With community interests at the core of the agreement, both institutions aspire to increase access to library collections, develop collaborative programming and support community goals for lifelong learning.
“I am excited by the opportunity to expand our relationship with W&M Libraries and to work with Carrie Cooper, who is an enthusiastic and forward-thinking collaborative leader,” said WRL Director Betsy Fowler.
Cooper, dean of university libraries at W&M, is a strong advocate for dismantling barriers to access to library resources, and sees this partnership as a part of that strategy.
“I could not be more thrilled to see this vision come to fruition. It’s been a goal for many years,” said Cooper. “Our community is best served when we work together toward common goals, and increasing access to library resources is undoubtedly one of those goals.”

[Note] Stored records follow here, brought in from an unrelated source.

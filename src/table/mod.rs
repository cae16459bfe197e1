//! Namespace mapping tables
//!
//! A table is an ordered list of namespaces plus class and member rows that
//! carry one identifier per namespace, positionally aligned. The first
//! namespace is the join namespace: member descriptors are expressed in it
//! and merges match rows on it.
//!
//! Tables are values. Transforms produce new tables and never mutate their
//! inputs.

pub mod tiny;

pub use tiny::{parse_table, read_table, render_table, write_table, TableFormat, TableHeader};

use std::collections::HashSet;
use std::fmt;

/// Kind of a class member row
#[derive(Debug, Clone, Copy, PartialEq, Eq, Hash)]
pub enum MemberKind {
    Method,
    Field,
}

impl MemberKind {
    /// Tiny v2 line tag for this member kind
    pub fn tag(&self) -> &'static str {
        match self {
            Self::Method => "m",
            Self::Field => "f",
        }
    }
}

impl fmt::Display for MemberKind {
    fn fmt(&self, f: &mut fmt::Formatter<'_>) -> fmt::Result {
        let name = match self {
            Self::Method => "method",
            Self::Field => "field",
        };
        write!(f, "{}", name)
    }
}

/// A method or field row, nested under its owner class
#[derive(Debug, Clone, PartialEq, Eq)]
pub struct MemberMapping {
    pub kind: MemberKind,
    /// Descriptor in the table's first namespace
    pub descriptor: String,
    /// One name per namespace; empty means absent
    pub names: Vec<String>,
}

/// A class row with its members
#[derive(Debug, Clone, PartialEq, Eq)]
pub struct ClassMapping {
    /// One name per namespace; empty means absent
    pub names: Vec<String>,
    pub members: Vec<MemberMapping>,
}

impl ClassMapping {
    /// Create a class row without members
    pub fn new(names: Vec<String>) -> Self {
        Self {
            names,
            members: Vec::new(),
        }
    }

    /// Builder-style member addition
    pub fn with_member(mut self, kind: MemberKind, descriptor: &str, names: Vec<String>) -> Self {
        self.members.push(MemberMapping {
            kind,
            descriptor: descriptor.to_string(),
            names,
        });
        self
    }

    /// Name of this class in the given column, if present
    pub fn name(&self, index: usize) -> Option<&str> {
        self.names
            .get(index)
            .map(String::as_str)
            .filter(|n| !n.is_empty())
    }
}

/// In-memory namespace mapping table
#[derive(Debug, Clone, PartialEq, Eq)]
pub struct MappingTable {
    namespaces: Vec<String>,
    properties: Vec<(String, String)>,
    classes: Vec<ClassMapping>,
}

impl MappingTable {
    /// Create an empty table over the given namespaces.
    ///
    /// Fails when the list is empty or contains duplicates.
    pub fn new(namespaces: Vec<String>) -> Result<Self, String> {
        check_namespaces(&namespaces)?;
        Ok(Self {
            namespaces,
            properties: Vec::new(),
            classes: Vec::new(),
        })
    }

    /// Assemble a table from parts, checking every row's width
    pub fn from_parts(
        namespaces: Vec<String>,
        properties: Vec<(String, String)>,
        classes: Vec<ClassMapping>,
    ) -> Result<Self, String> {
        let table = Self {
            namespaces,
            properties,
            classes,
        };
        table.validate()?;
        Ok(table)
    }

    pub fn namespaces(&self) -> &[String] {
        &self.namespaces
    }

    /// The namespace rows are joined on (the first one)
    pub fn join_namespace(&self) -> &str {
        &self.namespaces[0]
    }

    /// Column index of a namespace
    pub fn namespace_index(&self, namespace: &str) -> Option<usize> {
        self.namespaces.iter().position(|n| n == namespace)
    }

    pub fn properties(&self) -> &[(String, String)] {
        &self.properties
    }

    /// Value of a header property, if set
    pub fn property(&self, key: &str) -> Option<&str> {
        self.properties
            .iter()
            .find(|(k, _)| k == key)
            .map(|(_, v)| v.as_str())
    }

    pub fn classes(&self) -> &[ClassMapping] {
        &self.classes
    }

    /// Append a class row; fails if any row width differs from the namespace count
    pub fn push_class(&mut self, class: ClassMapping) -> Result<(), String> {
        check_class(&class, self.namespaces.len())?;
        self.classes.push(class);
        Ok(())
    }

    /// Number of classes plus members
    pub fn entity_count(&self) -> usize {
        self.classes.iter().map(|c| 1 + c.members.len()).sum()
    }

    /// Check the structural invariants: unique namespaces, aligned rows
    pub fn validate(&self) -> Result<(), String> {
        check_namespaces(&self.namespaces)?;
        for class in &self.classes {
            check_class(class, self.namespaces.len())?;
        }
        Ok(())
    }

    pub(crate) fn into_parts(self) -> (Vec<String>, Vec<(String, String)>, Vec<ClassMapping>) {
        (self.namespaces, self.properties, self.classes)
    }
}

fn check_namespaces(namespaces: &[String]) -> Result<(), String> {
    if namespaces.is_empty() {
        return Err("a table needs at least one namespace".to_string());
    }
    let mut seen = HashSet::with_capacity(namespaces.len());
    for ns in namespaces {
        if ns.is_empty() {
            return Err("namespace names must not be empty".to_string());
        }
        if !seen.insert(ns.as_str()) {
            return Err(format!("duplicate namespace '{}'", ns));
        }
    }
    Ok(())
}

fn check_class(class: &ClassMapping, width: usize) -> Result<(), String> {
    if class.names.len() != width {
        return Err(format!(
            "class row has {} names but the table has {} namespaces",
            class.names.len(),
            width
        ));
    }
    for member in &class.members {
        if member.names.len() != width {
            return Err(format!(
                "{} row '{}' has {} names but the table has {} namespaces",
                member.kind,
                member.names.first().map(String::as_str).unwrap_or(""),
                member.names.len(),
                width
            ));
        }
    }
    Ok(())
}

/// Convenience for building name vectors in tests and fixtures
pub fn names(values: &[&str]) -> Vec<String> {
    values.iter().map(|v| v.to_string()).collect()
}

A key element of the partnership is its reciprocal borrowing privileges agreement, which provides unprecedented access to the collections at both library systems. Individuals can now receive borrowing privileges at W&M Libraries at no cost, and likewise, W&M students, faculty and staff can receive library privileges at WRL with their W&M ID, including those who do not live in Williamsburg, James City County or York County.
“I’m excited to open our library collections to the community, but, even more so, I’m delighted that our W&M community – especially those who live outside the city and counties – will be able to take advantage of WRL’s collections in a way they have never been able to before,” said Cooper.
Often, public libraries only issue library cards to individuals who live in the city or county in which the library is located, since residents fund the libraries through taxes. This is often a dilemma for higher education students, staff and faculty who commute from other areas or live in the area temporarily.
Now, however, W&M faculty, staff and students (with a valid W&M ID) can receive an enhanced privileges WRL card regardless of their home address. As a cardholder, W&M affiliates can borrow books, access online collections, download digital resources such as e-books and more.
“I believe our W&M community will especially enjoy access to more popular titles and leisure reading material available at WRL,” said Lisa Nickel, associate dean of research and public services at W&M and member of the team that developed the partnership.
Barry Trott, special projects director at WRL, added, “This is a wonderful opportunity for WRL users doing more scholarly research who now have access to the outstanding collections at W&M Libraries.”
For local residents, the chief barrier to accessing library resources at W&M was a $100 fee to obtain a visitor account. Although low compared to peer libraries, it dissuaded community members from taking full advantage of the libraries’ resources.
However, the new agreement grants WRL card holders the ability to borrow books from W&M’s research quality collections, use library spaces and attend programs and events – all at no cost.
W&M Libraries and WRL will also be working together on a variety of projects to include community programming and ILL service expansion.
“It’s unique for an academic library and a public library to partner in this way, but we saw how mutually beneficial this partnership could be, with opportunities to collaborate on programming, training, collection access and more. I’m looking forward to seeing how our partnership grows in the future,” said Nickel.